| Task goal |
Among the entries below, take the line with "extraction live in" and the line with "-> Result<usize, BackendError>;", and output them and every line between them exactly, with nothing else.

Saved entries
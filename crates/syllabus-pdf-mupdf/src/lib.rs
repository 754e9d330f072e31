use std::path::Path;

use mupdf::{Colorspace, Document, ImageFormat, Matrix, TextPageFlags};

use syllabus_core::{BackendError, Page, PageImage, PageRasterizer, PdfBackend, PositionedRun};

/// Resolution pages are rendered at for OCR when none is configured.
pub const DEFAULT_DPI: u32 = 200;

/// MuPDF-based implementation of [`PdfBackend`] and [`PageRasterizer`].
///
/// Keeps the AGPL-3.0 mupdf dependency out of the parsing crates, which
/// only see [`Page`] values.
///
/// Each MuPDF text line becomes one [`PositionedRun`] anchored at the
/// origin of its first glyph. Lines are emitted in MuPDF's block order,
/// which follows the content stream's paint order.
pub struct MupdfBackend {
    dpi: u32,
}

impl Default for MupdfBackend {
    fn default() -> Self {
        Self { dpi: DEFAULT_DPI }
    }
}

impl MupdfBackend {
    pub fn new() -> Self {
        Self::default()
    }

    /// Set the rasterization resolution. Values below 72 are clamped to 72.
    pub fn with_dpi(mut self, dpi: u32) -> Self {
        self.dpi = dpi.max(72);
        self
    }

    pub fn dpi(&self) -> u32 {
        self.dpi
    }

    fn open(path: &Path) -> Result<Document, BackendError> {
        let path_str = path
            .to_str()
            .ok_or_else(|| BackendError::Decode("invalid path encoding".into()))?;
        Document::open(path_str).map_err(|e| BackendError::Decode(e.to_string()))
    }
}

impl PdfBackend for MupdfBackend {
    fn extract_pages(&self, path: &Path) -> Result<Vec<Page>, BackendError> {
        let document = Self::open(path)?;

        let mut pages = Vec::new();

        for (i, page_result) in document
            .pages()
            .map_err(|e| BackendError::Decode(e.to_string()))?
            .enumerate()
        {
            let page = page_result.map_err(|e| BackendError::Decode(e.to_string()))?;
            let text_page = page
                .to_text_page(TextPageFlags::empty())
                .map_err(|e| BackendError::Decode(e.to_string()))?;

            let mut runs = Vec::new();
            for block in text_page.blocks() {
                for line in block.lines() {
                    let mut chars = line.chars().peekable();
                    let Some(origin) = chars.peek().map(|c| c.origin()) else {
                        continue;
                    };
                    let text: String = chars.map(|c| c.char().unwrap_or('\u{FFFD}')).collect();
                    if text.is_empty() {
                        continue;
                    }
                    runs.push(PositionedRun::new(text, origin.x, origin.y));
                }
            }

            tracing::trace!(page = i + 1, runs = runs.len(), "decoded page");
            pages.push(Page::new(i + 1, runs));
        }

        Ok(pages)
    }
}

impl PageRasterizer for MupdfBackend {
    fn page_count(&self, path: &Path) -> Result<usize, BackendError> {
        let document = Self::open(path)?;
        let count = document
            .page_count()
            .map_err(|e| BackendError::Decode(e.to_string()))?;
        Ok(usize::try_from(count).unwrap_or(0))
    }

    fn rasterize(&self, path: &Path, page: usize) -> Result<PageImage, BackendError> {
        let rasterize_err = |message: String| BackendError::Rasterize { page, message };

        let document = Self::open(path)?;
        let index = page
            .checked_sub(1)
            .and_then(|i| i32::try_from(i).ok())
            .ok_or_else(|| rasterize_err(format!("invalid page number {page}")))?;
        let pdf_page = document
            .load_page(index)
            .map_err(|e| rasterize_err(e.to_string()))?;

        let scale = self.dpi as f32 / 72.0;
        let pixmap = pdf_page
            .to_pixmap(
                &Matrix::new_scale(scale, scale),
                &Colorspace::device_rgb(),
                false,
                false,
            )
            .map_err(|e| rasterize_err(e.to_string()))?;

        // Deleted on drop if saving fails
        let image = PageImage::create_png(page)?;
        let image_path = image
            .path()
            .to_str()
            .ok_or_else(|| rasterize_err("invalid temp path encoding".into()))?;
        pixmap
            .save_as(image_path, ImageFormat::PNG)
            .map_err(|e| rasterize_err(e.to_string()))?;

        tracing::debug!(page, dpi = self.dpi, path = %image.path().display(), "rasterized page");
        Ok(image)
    }
}
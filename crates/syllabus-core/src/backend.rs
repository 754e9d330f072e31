use std::path::Path;

use tempfile::TempPath;
use thiserror::Error;

use crate::Page;

#[derive(Error, Debug)]
pub enum BackendError {
    #[error("failed to decode PDF: {0}")]
    Decode(String),
    #[error("failed to rasterize page {page}: {message}")]
    Rasterize { page: usize, message: String },
    #[error("OCR failed on page {page}: {message}")]
    Recognize { page: usize, message: String },
    #[error("IO error: {0}")]
    Io(#[from] std::io::Error),
}

impl BackendError {
    /// True for failures raised on the OCR path (rasterization or recognition).
    pub fn is_ocr_failure(&self) -> bool {
        matches!(
            self,
            BackendError::Rasterize { .. } | BackendError::Recognize { .. }
        )
    }
}

/// Trait for PDF decoders.
///
/// Implementors turn a document into per-page positioned runs in paint
/// order; layout reconstruction and field extraction live in
/// `syllabus_parsing`.
pub trait PdfBackend: Send + Sync {
    /// Decode every page of the document, in ascending page order.
    fn extract_pages(&self, path: &Path) -> Result<Vec<Page>, BackendError>;
}

/// Renders document pages to images for OCR.
pub trait PageRasterizer: Send + Sync {
    /// Number of pages in the document.
    fn page_count(&self, path: &Path) -> Result<usize, BackendError>;

    /// Render page `page` (1-based) to an image file owned by the returned handle.
    fn rasterize(&self, path: &Path, page: usize) -> Result<PageImage, BackendError>;
}

/// Optical character recognition over a rasterized page.
pub trait TextRecognizer: Send + Sync {
    fn recognize(&self, image: &PageImage) -> Result<String, BackendError>;
}

/// A rasterized page image on disk.
///
/// The file lives exactly as long as the handle: dropping it deletes the
/// file, whether recognition succeeded or not.
#[derive(Debug)]
pub struct PageImage {
    page: usize,
    path: TempPath,
}

impl PageImage {
    /// Reserve a fresh temporary `.png` path for page `page`.
    ///
    /// The file is created empty; the rasterizer overwrites it.
    pub fn create_png(page: usize) -> Result<Self, BackendError> {
        let file = tempfile::Builder::new()
            .prefix(&format!("syllabus-page-{page}-"))
            .suffix(".png")
            .tempfile()?;
        Ok(Self {
            page,
            path: file.into_temp_path(),
        })
    }

    pub fn page(&self) -> usize {
        self.page
    }

    pub fn path(&self) -> &Path {
        &self.path
    }

    /// Delete the image now, reporting any filesystem error.
    pub fn close(self) -> Result<(), BackendError> {
        self.path.close().map_err(BackendError::Io)
    }
}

| Task solution |
/// order; layout reconstruction and field extraction live in
/// `syllabus_parsing`.
pub trait PdfBackend: Send + Sync {
    /// Decode every page of the document, in ascending page order.
    fn extract_pages(&self, path: &Path) -> Result<Vec<Page>, BackendError>;
}

/// Renders document pages to images for OCR.
pub trait PageRasterizer: Send + Sync {
    /// Number of pages in the document.
    fn page_count(&self, path: &Path) -> Result<usize, BackendError>;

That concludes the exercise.